Extended Interpreters

Like the first assignment, this is to be completed solo.

  1. Write a parser and interpreter for the CFWAE language we’ve discussed in class, extended with the language features described below. Your interpreter should have eager application semantics and use caching substitution.

  2. After completing the first part of the assignment, copy the resulting interpreter and modify it so that it has lazy application semantics. (We strongly recommend that you not attempt this part of the assignment until you’ve gotten the first interpreter done and thoroughly tested and debugged!)

Turn in the first and second parts of the assignment in the files part1.scm and part2.scm, respectively. Please factor out as much common code as possible into another file that gets included by the first two. [1]

In each part of the assignment, implement the function parse, which consumes an expression in the language’s concrete syntax and returns the abstract syntax representation of that expression, as well as the function interp, which consumes both an abstract syntax expression (as returned by the parse function) and an environment and returns a CFWAE-value. Please include a contract for every function that you write and include test cases that amply exercise all of the code you’ve written.

Features to Implement

Conditionals

To save the trouble of having to add boolean values and operators over them, create the construct if0 using the syntax described by the EBNF below. Note that if0 has three branches:

  • A test expression
  • A “then” expression, which evaluates if the test expression evaluates to zero
  • An “else” expression, which evaluates for any other number.

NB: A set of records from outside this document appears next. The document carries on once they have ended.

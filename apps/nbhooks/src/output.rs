//! Output rendering for the run report and per-cell diagnostics.
//!
//! Supports `human` (default) and `json` outputs. Color is always an
//! explicit argument; nothing here consults the environment.

use crate::lint::CellViolation;
use crate::models::notebook::Cell;
use crate::models::{FileReport, FileStatus, Summary};
use clap::ValueEnum;
use owo_colors::OwoColorize;
use serde::{Deserialize, Serialize};
use serde_json::{json, Value as JsonVal};
use std::io::{self, Write};

/// How much of the report to print.
#[derive(Debug, Clone, Copy, PartialEq, Eq, Default)]
pub enum Verbosity {
    /// Nothing at all; the exit status is the only signal.
    Quiet,
    /// Dirty files and the summary.
    #[default]
    Normal,
    /// Every file and the summary.
    Verbose,
}

impl Verbosity {
    /// Quiet wins over verbose.
    pub fn from_flags(quiet: bool, verbose: bool) -> Self {
        match (quiet, verbose) {
            (true, _) => Verbosity::Quiet,
            (false, true) => Verbosity::Verbose,
            (false, false) => Verbosity::Normal,
        }
    }
}

/// Report format. Unknown names are rejected by clap and by the config loader.
#[derive(Debug, Clone, Copy, PartialEq, Eq, Default, ValueEnum, Deserialize)]
#[serde(rename_all = "lowercase")]
pub enum OutputMode {
    #[default]
    Human,
    Json,
}

const LABEL_WIDTH: usize = 8;

fn paint_status(status: FileStatus, color: bool) -> String {
    let label = format!("{:<width$}", status.as_str(), width = LABEL_WIDTH);
    if !color {
        return label;
    }
    match status {
        FileStatus::Dirty => label.red().to_string(),
        FileStatus::Clean => label.green().to_string(),
        FileStatus::Ignored => label.yellow().to_string(),
    }
}

fn bold(s: &str, color: bool) -> String {
    if color {
        s.bold().to_string()
    } else {
        s.to_string()
    }
}

fn count_clause(n: usize, singular: &str, plural: &str, state: &str) -> String {
    format!("{} {} {}", n, if n == 1 { singular } else { plural }, state)
}

/// Summary sentence joining the non-zero counts, e.g.
/// `1 file is dirty, 2 files are clean`.
pub fn summary_line(summary: &Summary) -> String {
    let mut parts = Vec::new();
    if summary.dirty > 0 {
        parts.push(count_clause(summary.dirty, "file is", "files are", "dirty"));
    }
    if summary.clean > 0 {
        parts.push(count_clause(summary.clean, "file is", "files are", "clean"));
    }
    if summary.ignored > 0 {
        parts.push(count_clause(summary.ignored, "file was", "files were", "ignored"));
    }
    parts.join(", ")
}

/// Render the human report. Empty in quiet mode.
pub fn format_report(reports: &[FileReport], verbosity: Verbosity, color: bool) -> String {
    if verbosity == Verbosity::Quiet {
        return String::new();
    }
    if reports.is_empty() {
        return "No files were checked".to_string();
    }
    let indent = " ".repeat(LABEL_WIDTH);
    let mut lines = Vec::new();
    for r in reports {
        let status = r.status();
        if verbosity != Verbosity::Verbose && status != FileStatus::Dirty {
            continue;
        }
        lines.push(format!("{}{}", paint_status(status, color), r.name));
        if let Some(err) = r.error() {
            lines.push(format!("{}{}", indent, bold(&err, color)));
        }
    }
    if !lines.is_empty() {
        lines.push(String::new());
    }
    lines.push(bold(&summary_line(&Summary::from_reports(reports)), color));
    lines.join("\n")
}

/// Closing mood line printed after a human report.
pub fn format_verdict(reports: &[FileReport], color: bool) -> String {
    let dirty = reports.iter().any(|r| r.status() == FileStatus::Dirty);
    match (dirty, color) {
        (true, true) => ":(".red().bold().to_string(),
        (false, true) => ":)".green().bold().to_string(),
        (true, false) => ":(".to_string(),
        (false, false) => ":)".to_string(),
    }
}

#[derive(Serialize)]
struct JsonFile<'a> {
    name: &'a str,
    status: FileStatus,
    error: Option<String>,
}

/// Compose the JSON report (pure) for printing and tests.
pub fn compose_report_json(reports: &[FileReport]) -> JsonVal {
    let files: Vec<JsonFile<'_>> = reports
        .iter()
        .map(|r| JsonFile {
            name: &r.name,
            status: r.status(),
            error: r.error(),
        })
        .collect();
    json!({"files": files, "summary": Summary::from_reports(reports)})
}

/// Print the report in the requested mode. Quiet prints nothing.
///
/// Human reports go to stderr, JSON to stdout.
pub fn print_report(
    reports: &[FileReport],
    mode: OutputMode,
    verbosity: Verbosity,
    color: bool,
) -> io::Result<()> {
    if verbosity == Verbosity::Quiet {
        return Ok(());
    }
    match mode {
        OutputMode::Json => {
            let out = serde_json::to_string_pretty(&compose_report_json(reports))?;
            writeln!(io::stdout().lock(), "{}", out)
        }
        OutputMode::Human => {
            let mut err = io::stderr().lock();
            writeln!(err, "{}", format_report(reports, verbosity, color))?;
            writeln!(err, "{}", format_verdict(reports, color))
        }
    }
}

/// Diagnostic block for one offending cell: where it is, which rules fired,
/// and the cell content before fixing.
pub fn write_cell_diagnostics<W: Write>(
    out: &mut W,
    file: &str,
    v: &CellViolation,
    color: bool,
) -> io::Result<()> {
    let header = format!("{}: cell {}", file, v.index);
    writeln!(out, "{}", bold(&header, color))?;
    for rule in &v.rules {
        let bullet = if color {
            "✖".red().to_string()
        } else {
            "-".to_string()
        };
        writeln!(out, "  {} {}", bullet, rule.statement())?;
    }
    let dump = serde_json::to_string_pretty(&Cell::Code(v.original.clone()))?;
    for line in dump.lines() {
        writeln!(out, "    {}", line)?;
    }
    Ok(())
}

Evaluation should signals an error for non-numeric test values.

Multi-argument fun

Extend the fun language feature described in lecture so that functions can accept a list of zero or more arguments instead of just one. All arguments to the function must evaluate in the same environment. To simplify your program, you may assume that the number of arguments in a function invocation always matches the number in the procedure definition. For example:

{{fun {x y} {* x y}} 2 3}

evaluates to 6.

The syntax of the CFWAE language with these three additional features can be captured with the following EBNF:

<CFWAE> ::= <num>
    | {+ <CFWAE> <CFWAE>}
    | {- <CFWAE> <CFWAE>}
    | {* <CFWAE> <CFWAE>}
    | <id>
    | {if0 <CFWAE> <CFWAE> <CFWAE>}
    | {with {{<id> <CFWAE>} ...} <CFWAE>}
    | {fun {<id> ...} <CFWAE>}
    | {<CFWAE> <CFWAE> ...}

In this grammar, the ellipsis (...) means that the previous non-terminal is present zero or more times.

Get Points Back

This assignment builds on the previous. If you know your rudimentary interpreter had problems, and you fix those problems in your extended interpreter, and you provide test cases to prove this, and you tell us what you fixed, we’ll give you back any points that you lost for functionality.

Describe what you fixed in your README file.


1: To include the contents of one Scheme file in another, use the load function. For example:

  ;; Extended Interpreters assignment
  ;; Author phopkins
  ;; part1.ss

  (load "common.ss")

  (define (interp ...))

The above code would include the entire contents of the file “common.ss” into this file. You will need to switch to the PLAI - Pretty Big language to use load.